• To do: Report the lines of the material that carry the string "must".

• Supplied records:
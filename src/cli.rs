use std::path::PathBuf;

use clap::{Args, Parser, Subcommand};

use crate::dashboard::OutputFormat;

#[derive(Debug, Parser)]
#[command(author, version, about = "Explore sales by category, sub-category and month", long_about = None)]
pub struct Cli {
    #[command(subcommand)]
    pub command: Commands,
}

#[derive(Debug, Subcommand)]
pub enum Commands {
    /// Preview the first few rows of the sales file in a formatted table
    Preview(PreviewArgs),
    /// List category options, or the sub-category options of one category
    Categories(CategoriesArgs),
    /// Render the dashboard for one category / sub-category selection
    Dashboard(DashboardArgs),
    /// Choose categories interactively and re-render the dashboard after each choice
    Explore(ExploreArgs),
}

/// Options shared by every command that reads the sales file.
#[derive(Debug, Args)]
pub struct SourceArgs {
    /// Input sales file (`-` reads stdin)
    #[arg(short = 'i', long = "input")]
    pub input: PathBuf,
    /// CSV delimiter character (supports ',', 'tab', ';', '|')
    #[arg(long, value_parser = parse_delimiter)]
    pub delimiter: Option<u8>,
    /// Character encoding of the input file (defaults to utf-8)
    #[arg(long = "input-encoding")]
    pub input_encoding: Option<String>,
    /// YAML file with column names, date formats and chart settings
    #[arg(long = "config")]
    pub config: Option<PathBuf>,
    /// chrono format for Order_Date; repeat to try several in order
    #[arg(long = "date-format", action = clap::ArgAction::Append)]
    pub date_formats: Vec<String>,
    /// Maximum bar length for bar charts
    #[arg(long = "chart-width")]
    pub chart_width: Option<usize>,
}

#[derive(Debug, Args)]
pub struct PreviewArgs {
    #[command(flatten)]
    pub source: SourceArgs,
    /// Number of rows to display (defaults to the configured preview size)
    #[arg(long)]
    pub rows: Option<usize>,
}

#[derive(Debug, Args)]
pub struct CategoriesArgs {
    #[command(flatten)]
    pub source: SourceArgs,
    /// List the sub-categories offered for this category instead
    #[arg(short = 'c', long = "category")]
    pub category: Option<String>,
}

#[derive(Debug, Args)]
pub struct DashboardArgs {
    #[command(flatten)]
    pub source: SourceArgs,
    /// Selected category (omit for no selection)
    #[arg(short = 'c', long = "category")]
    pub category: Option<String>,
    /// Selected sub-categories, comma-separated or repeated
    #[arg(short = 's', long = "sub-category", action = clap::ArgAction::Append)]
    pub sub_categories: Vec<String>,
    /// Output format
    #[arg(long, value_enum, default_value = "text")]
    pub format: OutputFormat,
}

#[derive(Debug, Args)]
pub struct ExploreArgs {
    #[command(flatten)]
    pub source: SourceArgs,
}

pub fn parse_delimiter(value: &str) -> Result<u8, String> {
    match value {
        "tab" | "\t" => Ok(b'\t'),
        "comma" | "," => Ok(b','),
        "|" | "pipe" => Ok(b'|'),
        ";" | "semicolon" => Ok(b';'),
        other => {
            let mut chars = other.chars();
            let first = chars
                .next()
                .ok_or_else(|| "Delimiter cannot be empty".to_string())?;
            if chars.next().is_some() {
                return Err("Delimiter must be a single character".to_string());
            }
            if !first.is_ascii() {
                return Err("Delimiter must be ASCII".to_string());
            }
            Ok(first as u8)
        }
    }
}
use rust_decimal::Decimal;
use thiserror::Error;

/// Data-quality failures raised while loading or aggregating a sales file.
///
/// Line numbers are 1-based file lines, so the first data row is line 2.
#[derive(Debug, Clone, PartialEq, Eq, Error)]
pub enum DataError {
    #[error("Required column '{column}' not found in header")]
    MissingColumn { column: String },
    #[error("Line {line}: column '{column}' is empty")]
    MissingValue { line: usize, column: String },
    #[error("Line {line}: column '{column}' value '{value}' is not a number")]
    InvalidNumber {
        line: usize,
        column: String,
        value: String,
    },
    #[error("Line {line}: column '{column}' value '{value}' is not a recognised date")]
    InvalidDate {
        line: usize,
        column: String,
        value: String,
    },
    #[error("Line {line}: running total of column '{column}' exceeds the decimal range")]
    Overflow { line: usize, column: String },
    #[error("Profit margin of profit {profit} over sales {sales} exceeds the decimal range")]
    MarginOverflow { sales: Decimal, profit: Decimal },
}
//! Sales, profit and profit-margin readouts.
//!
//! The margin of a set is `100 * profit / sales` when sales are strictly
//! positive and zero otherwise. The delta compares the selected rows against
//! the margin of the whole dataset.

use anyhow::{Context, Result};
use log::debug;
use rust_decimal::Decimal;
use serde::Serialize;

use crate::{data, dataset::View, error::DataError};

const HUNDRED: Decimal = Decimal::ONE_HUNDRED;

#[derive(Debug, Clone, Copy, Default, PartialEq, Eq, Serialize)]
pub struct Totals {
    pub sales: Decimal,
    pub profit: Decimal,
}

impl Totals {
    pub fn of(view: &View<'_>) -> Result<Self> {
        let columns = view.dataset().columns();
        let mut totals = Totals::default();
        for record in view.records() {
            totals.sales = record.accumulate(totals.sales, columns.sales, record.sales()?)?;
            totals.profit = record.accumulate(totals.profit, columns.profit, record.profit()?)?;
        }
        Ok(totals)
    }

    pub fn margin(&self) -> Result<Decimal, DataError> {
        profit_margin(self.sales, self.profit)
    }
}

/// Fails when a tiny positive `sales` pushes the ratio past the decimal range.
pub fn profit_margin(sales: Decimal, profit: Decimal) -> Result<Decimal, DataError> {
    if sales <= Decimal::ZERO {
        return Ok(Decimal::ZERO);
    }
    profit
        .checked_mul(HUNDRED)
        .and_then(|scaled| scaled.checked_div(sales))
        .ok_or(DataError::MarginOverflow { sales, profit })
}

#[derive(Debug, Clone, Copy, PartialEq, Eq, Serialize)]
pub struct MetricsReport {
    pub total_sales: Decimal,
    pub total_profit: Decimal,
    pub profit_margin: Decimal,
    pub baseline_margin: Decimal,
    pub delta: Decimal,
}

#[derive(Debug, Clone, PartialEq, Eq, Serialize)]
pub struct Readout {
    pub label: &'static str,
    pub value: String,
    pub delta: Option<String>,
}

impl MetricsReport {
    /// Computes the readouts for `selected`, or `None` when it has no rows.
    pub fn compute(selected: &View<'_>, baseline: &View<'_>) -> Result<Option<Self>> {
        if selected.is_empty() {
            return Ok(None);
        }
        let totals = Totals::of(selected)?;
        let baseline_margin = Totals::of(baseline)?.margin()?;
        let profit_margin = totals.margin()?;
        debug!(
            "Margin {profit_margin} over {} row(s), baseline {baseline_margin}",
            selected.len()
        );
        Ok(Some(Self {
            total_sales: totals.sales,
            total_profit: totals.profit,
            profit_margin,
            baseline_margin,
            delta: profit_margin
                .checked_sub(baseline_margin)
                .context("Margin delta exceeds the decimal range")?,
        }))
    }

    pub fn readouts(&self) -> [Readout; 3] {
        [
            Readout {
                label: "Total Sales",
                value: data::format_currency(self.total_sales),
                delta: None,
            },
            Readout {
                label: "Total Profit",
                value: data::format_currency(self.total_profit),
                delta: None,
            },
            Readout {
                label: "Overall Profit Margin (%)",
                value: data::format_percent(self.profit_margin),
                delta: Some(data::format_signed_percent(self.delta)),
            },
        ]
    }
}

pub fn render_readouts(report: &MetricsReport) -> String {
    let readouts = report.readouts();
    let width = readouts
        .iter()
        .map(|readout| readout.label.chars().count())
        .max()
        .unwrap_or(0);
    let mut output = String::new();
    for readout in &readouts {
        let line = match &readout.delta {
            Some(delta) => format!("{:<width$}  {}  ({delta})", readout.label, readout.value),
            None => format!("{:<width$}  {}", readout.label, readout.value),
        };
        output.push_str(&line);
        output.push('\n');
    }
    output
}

• Final answer:
                return Err("Delimiter must be a single character".to_string());
                return Err("Delimiter must be ASCII".to_string());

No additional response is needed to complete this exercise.